= Task statement =
Check each line of the material, and show the ones that include the word "offset".

Start of Supplied records

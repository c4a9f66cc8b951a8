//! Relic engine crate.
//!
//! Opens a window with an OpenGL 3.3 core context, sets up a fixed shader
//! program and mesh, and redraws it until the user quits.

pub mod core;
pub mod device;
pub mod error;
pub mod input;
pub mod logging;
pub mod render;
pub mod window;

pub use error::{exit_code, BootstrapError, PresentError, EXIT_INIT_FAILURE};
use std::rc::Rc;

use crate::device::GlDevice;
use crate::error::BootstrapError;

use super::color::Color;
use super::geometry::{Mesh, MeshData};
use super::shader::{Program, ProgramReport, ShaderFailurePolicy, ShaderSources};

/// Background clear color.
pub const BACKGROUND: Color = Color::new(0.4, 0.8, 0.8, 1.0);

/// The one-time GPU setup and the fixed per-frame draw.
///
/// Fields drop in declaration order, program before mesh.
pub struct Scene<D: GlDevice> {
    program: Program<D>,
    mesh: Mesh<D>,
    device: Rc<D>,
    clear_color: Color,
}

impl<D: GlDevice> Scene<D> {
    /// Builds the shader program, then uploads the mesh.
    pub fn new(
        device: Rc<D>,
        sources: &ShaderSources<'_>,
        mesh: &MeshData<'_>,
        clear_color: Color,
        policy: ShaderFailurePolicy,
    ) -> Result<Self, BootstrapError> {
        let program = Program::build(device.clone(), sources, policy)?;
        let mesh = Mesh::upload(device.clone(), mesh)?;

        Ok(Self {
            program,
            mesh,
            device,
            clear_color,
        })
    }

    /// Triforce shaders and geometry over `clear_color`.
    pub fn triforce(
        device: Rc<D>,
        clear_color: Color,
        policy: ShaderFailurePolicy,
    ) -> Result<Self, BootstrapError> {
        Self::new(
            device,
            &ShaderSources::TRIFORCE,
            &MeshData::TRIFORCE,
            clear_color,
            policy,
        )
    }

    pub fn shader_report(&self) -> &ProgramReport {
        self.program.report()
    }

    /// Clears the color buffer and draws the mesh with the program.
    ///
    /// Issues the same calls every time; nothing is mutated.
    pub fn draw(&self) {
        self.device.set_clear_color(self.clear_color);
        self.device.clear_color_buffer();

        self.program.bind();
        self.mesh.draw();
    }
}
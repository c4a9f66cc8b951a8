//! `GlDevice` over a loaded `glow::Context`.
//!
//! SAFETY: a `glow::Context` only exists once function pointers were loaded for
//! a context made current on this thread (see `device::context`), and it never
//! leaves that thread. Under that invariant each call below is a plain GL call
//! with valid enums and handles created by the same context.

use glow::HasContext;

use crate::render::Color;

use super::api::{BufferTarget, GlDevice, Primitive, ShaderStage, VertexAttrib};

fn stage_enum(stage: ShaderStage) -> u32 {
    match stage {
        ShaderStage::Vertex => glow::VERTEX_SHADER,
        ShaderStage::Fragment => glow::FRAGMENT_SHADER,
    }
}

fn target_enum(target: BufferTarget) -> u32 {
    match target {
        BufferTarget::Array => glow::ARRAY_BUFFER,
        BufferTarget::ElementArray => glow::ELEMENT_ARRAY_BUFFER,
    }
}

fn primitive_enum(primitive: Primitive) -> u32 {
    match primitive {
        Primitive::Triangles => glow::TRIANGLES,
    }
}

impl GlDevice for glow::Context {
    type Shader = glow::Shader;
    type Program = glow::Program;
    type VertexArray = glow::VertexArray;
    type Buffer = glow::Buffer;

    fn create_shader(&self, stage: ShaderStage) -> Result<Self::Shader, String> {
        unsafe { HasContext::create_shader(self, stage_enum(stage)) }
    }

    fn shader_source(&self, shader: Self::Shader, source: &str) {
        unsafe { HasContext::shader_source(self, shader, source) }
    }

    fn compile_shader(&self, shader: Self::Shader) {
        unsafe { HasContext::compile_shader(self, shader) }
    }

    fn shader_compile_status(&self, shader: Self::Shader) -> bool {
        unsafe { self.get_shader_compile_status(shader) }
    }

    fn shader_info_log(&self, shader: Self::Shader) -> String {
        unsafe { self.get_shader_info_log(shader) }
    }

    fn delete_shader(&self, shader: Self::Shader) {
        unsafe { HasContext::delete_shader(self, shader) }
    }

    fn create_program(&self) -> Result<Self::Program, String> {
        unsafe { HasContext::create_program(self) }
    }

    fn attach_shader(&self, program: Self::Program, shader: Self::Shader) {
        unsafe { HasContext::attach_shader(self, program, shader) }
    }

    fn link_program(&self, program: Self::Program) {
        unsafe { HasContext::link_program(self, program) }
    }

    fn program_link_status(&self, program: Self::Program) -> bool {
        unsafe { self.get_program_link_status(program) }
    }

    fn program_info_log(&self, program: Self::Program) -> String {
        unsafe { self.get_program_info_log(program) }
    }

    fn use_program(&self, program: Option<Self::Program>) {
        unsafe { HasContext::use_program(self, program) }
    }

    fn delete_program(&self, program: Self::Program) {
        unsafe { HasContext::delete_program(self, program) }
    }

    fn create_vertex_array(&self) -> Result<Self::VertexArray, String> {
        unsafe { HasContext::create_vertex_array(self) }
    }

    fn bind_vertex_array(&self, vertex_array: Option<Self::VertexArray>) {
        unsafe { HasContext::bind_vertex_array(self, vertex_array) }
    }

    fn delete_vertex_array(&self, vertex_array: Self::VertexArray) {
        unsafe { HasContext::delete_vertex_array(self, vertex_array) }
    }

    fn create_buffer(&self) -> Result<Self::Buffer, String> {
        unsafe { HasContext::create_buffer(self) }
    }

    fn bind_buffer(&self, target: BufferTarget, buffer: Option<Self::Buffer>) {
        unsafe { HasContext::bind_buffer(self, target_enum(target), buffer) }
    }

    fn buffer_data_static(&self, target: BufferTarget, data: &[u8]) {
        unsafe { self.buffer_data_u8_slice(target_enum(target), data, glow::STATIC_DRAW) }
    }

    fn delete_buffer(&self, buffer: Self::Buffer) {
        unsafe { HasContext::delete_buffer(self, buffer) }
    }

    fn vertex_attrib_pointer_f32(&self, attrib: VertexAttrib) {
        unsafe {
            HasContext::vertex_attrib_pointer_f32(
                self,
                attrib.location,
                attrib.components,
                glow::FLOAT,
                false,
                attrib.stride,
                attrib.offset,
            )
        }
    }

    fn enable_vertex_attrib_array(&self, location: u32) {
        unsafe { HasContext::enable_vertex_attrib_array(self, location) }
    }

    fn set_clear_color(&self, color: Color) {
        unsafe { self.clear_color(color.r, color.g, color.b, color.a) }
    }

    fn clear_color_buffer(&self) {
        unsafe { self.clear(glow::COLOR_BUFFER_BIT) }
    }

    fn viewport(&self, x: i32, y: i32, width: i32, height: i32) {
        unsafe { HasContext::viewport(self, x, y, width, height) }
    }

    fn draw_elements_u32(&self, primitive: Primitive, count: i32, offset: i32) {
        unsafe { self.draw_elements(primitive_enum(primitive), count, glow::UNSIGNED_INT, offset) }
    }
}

End of Supplied records

= Your response =
                attrib.offset,
    fn draw_elements_u32(&self, primitive: Primitive, count: i32, offset: i32) {
        unsafe { self.draw_elements(primitive_enum(primitive), count, glow::UNSIGNED_INT, offset) }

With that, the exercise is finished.